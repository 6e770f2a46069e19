pub fn set_panic_hook() {
    // When the `console_error_panic_hook` feature is enabled, we can call the
    // `set_panic_hook` function at least once during initialization, and then
    // we will get better error messages if our code ever panics.
    //
    // For more details see
    // https://github.com/rustwasm/console_error_panic_hook#readme
    #[cfg(feature = "console_error_panic_hook")]
    console_error_panic_hook::set_once();
}

/// Turn a JS exception into something printable.
pub(crate) fn js_error(e: wasm_bindgen::JsValue) -> String {
    e.as_string().unwrap_or_else(|| format!("{e:?}"))
}
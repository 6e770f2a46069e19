//! The signed-in user, as last reported by the identity provider.
//!
//! The provider notifies asynchronously. Until its first notification arrives the session is
//! `loading` and protected views must wait rather than redirect. The context is an explicit
//! handle: create one, pass clones to whoever needs it, and feed it provider notifications
//! through [`SessionContext::set_user`].
use std::{
    cell::{Cell, RefCell},
    rc::Rc,
};

use crate::error::GalleryError;
use crate::models::User;
use crate::notifications::{ListenerKey, Listeners};

pub const LOGIN_ROUTE: &str = "/login";

struct SessionState {
    user: RefCell<Option<User>>,
    loading: Cell<bool>,
    listeners: Listeners<Option<User>>,
}

#[derive(Clone)]
pub struct SessionContext {
    state: Rc<SessionState>,
}

/// What a protected view should do right now.
#[derive(serde::Serialize, tsify::Tsify, Debug, Clone, PartialEq, Eq)]
#[tsify(into_wasm_abi)]
#[serde(tag = "status", rename_all = "snake_case")]
pub enum Access {
    /// The provider has not reported yet.
    Pending,
    Redirect { to: String, from: String },
    Granted { user: User },
}

impl SessionContext {
    /// A session waiting for the identity provider's first notification.
    pub fn new() -> Self {
        Self {
            state: Rc::new(SessionState {
                user: RefCell::new(None),
                loading: Cell::new(true),
                listeners: Listeners::default(),
            }),
        }
    }

    /// A session whose state is already known.
    pub fn with_user(user: Option<User>) -> Self {
        let session = Self::new();
        session.set_user(user);
        session
    }

    pub fn user(&self) -> Option<User> {
        self.state.user.borrow().clone()
    }

    pub fn is_loading(&self) -> bool {
        self.state.loading.get()
    }

    pub fn require_user(&self) -> Result<User, GalleryError> {
        self.user().ok_or(GalleryError::AuthRequired)
    }

    pub fn guard(&self, from: &str) -> Access {
        if self.is_loading() {
            return Access::Pending;
        }
        match self.user() {
            Some(user) => Access::Granted { user },
            None => Access::Redirect {
                to: LOGIN_ROUTE.to_string(),
                from: from.to_string(),
            },
        }
    }

    /// Called for every identity-provider notification, including sign-out (`None`).
    pub fn set_user(&self, user: Option<User>) {
        log::info!(
            "Session changed: {}",
            user.as_ref().map(|u| u.email.as_str()).unwrap_or("signed out")
        );
        *self.state.user.borrow_mut() = user.clone();
        self.state.loading.set(false);
        self.state.listeners.notify(&user);
    }

    pub fn subscribe(&self, listener: impl Fn(&Option<User>) + 'static) -> ListenerKey {
        self.state.listeners.register(listener)
    }

    pub fn unsubscribe(&self, key: ListenerKey) {
        self.state.listeners.unregister(key)
    }
}

impl Default for SessionContext {
    fn default() -> Self {
        Self::new()
    }
}
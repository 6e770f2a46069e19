//! Typed records on top of a string key/value store.
//!
//! The browser's `localStorage` is the store this was written for: synchronous, string-only,
//! shared between tabs of the same origin, and able to throw on write (quota, private mode).
//! [`Record`] layers a JSON-encoded value of a fixed type over one key. Reads never fail: a
//! missing or unreadable value comes back as `T::default()` and the problem is logged, because
//! everything kept here is a best-effort cache of state the server will eventually own.
//!
//! There is no cross-tab locking. Two tabs doing read-modify-write on the same key race and the
//! last write wins.

use std::marker::PhantomData;

use serde::{Serialize, de::DeserializeOwned};

#[cfg(feature = "local-storage")]
mod local_storage;
mod memory;

#[cfg(feature = "local-storage")]
pub use local_storage::LocalStorage;
pub use memory::MemoryStore;

#[derive(Debug, thiserror::Error)]
pub enum Error {
    #[error("storage is unavailable: {0}")]
    Unavailable(String),

    #[error("could not write `{key}`: {reason}")]
    Write { key: String, reason: String },

    #[error("could not encode `{key}`")]
    Encode {
        key: String,
        #[source]
        source: serde_json::Error,
    },
}

/// A synchronous string key/value store.
pub trait KeyValueStore {
    fn get_item(&self, key: &str) -> Result<Option<String>, Error>;

    fn set_item(&self, key: &str, value: &str) -> Result<(), Error>;

    fn remove_item(&self, key: &str) -> Result<(), Error>;
}

impl<S: KeyValueStore + ?Sized> KeyValueStore for &S {
    fn get_item(&self, key: &str) -> Result<Option<String>, Error> {
        (**self).get_item(key)
    }

    fn set_item(&self, key: &str, value: &str) -> Result<(), Error> {
        (**self).set_item(key, value)
    }

    fn remove_item(&self, key: &str) -> Result<(), Error> {
        (**self).remove_item(key)
    }
}

/// A JSON value of type `T` stored under a fixed key.
pub struct Record<T> {
    key: &'static str,
    _value: PhantomData<fn() -> T>,
}

impl<T> Record<T> {
    pub const fn new(key: &'static str) -> Self {
        Self {
            key,
            _value: PhantomData,
        }
    }

    pub fn key(&self) -> &'static str {
        self.key
    }
}

impl<T> Record<T>
where
    T: Serialize + DeserializeOwned + Default,
{
    pub fn load(&self, store: &impl KeyValueStore) -> T {
        let raw = match store.get_item(self.key) {
            Ok(Some(raw)) => raw,
            Ok(None) => return T::default(),
            Err(e) => {
                log::warn!("Could not read `{}`: {e}", self.key);
                return T::default();
            }
        };

        serde_json::from_str(&raw).unwrap_or_else(|e| {
            log::warn!("Ignoring unreadable value under `{}`: {e}", self.key);
            T::default()
        })
    }

    pub fn save(&self, store: &impl KeyValueStore, value: &T) -> Result<(), Error> {
        let raw = serde_json::to_string(value).map_err(|source| Error::Encode {
            key: self.key.to_string(),
            source,
        })?;
        store.set_item(self.key, &raw)
    }

    /// Read-modify-write. Nothing is written if `f` panics.
    pub fn update<R>(
        &self,
        store: &impl KeyValueStore,
        f: impl FnOnce(&mut T) -> R,
    ) -> Result<R, Error> {
        let mut value = self.load(store);
        let result = f(&mut value);
        self.save(store, &value)?;
        Ok(result)
    }

    pub fn clear(&self, store: &impl KeyValueStore) -> Result<(), Error> {
        store.remove_item(self.key)
    }
}

#[cfg(test)]
mod tests {
    use super::*;
    use std::collections::BTreeMap;

    const COUNTS: Record<BTreeMap<String, u32>> = Record::new("counts");

    #[test]
    fn test_missing_record_loads_default() {
        let store = MemoryStore::default();
        assert!(COUNTS.load(&store).is_empty());
    }

    #[test]
    fn test_update_persists() {
        let store = MemoryStore::default();
        let n = COUNTS
            .update(&store, |counts| {
                let n = counts.entry("a".to_string()).or_insert(0);
                *n += 1;
                *n
            })
            .unwrap();

        assert_eq!(n, 1);
        assert_eq!(store.raw("counts").as_deref(), Some(r#"{"a":1}"#));
    }

    #[test]
    fn test_corrupt_record_loads_default() {
        let store = MemoryStore::default();
        store.set_item("counts", "{not json").unwrap();

        assert!(COUNTS.load(&store).is_empty());
    }

    #[test]
    fn test_failed_write_is_reported() {
        let store = MemoryStore::default();
        store.fail_writes(true);

        let result = COUNTS.update(&store, |counts| counts.insert("a".to_string(), 1));
        assert!(matches!(result, Err(Error::Write { .. })));
        assert_eq!(store.raw("counts"), None);
    }

    #[test]
    fn test_clear() {
        let store = MemoryStore::default();
        COUNTS.save(&store, &BTreeMap::from([("a".to_string(), 2)])).unwrap();
        COUNTS.clear(&store).unwrap();

        assert_eq!(store.raw("counts"), None);
    }
}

(Task directions)
Looking at the entries above, can you reproduce exactly the lines from the one that holds "is an explicit" through the one that holds "String, from: String", and only those?

(Exercise result)
//! `loading` and protected views must wait rather than redirect. The context is an explicit
//! handle: create one, pass clones to whoever needs it, and feed it provider notifications
//! through [`SessionContext::set_user`].
use std::{
    cell::{Cell, RefCell},
    rc::Rc,
};

use crate::error::GalleryError;
use crate::models::User;
use crate::notifications::{ListenerKey, Listeners};

pub const LOGIN_ROUTE: &str = "/login";

struct SessionState {
    user: RefCell<Option<User>>,
    loading: Cell<bool>,
    listeners: Listeners<Option<User>>,
}

#[derive(Clone)]
pub struct SessionContext {
    state: Rc<SessionState>,
}

/// What a protected view should do right now.
#[derive(serde::Serialize, tsify::Tsify, Debug, Clone, PartialEq, Eq)]
#[tsify(into_wasm_abi)]
#[serde(tag = "status", rename_all = "snake_case")]
pub enum Access {
    /// The provider has not reported yet.
    Pending,
    Redirect { to: String, from: String },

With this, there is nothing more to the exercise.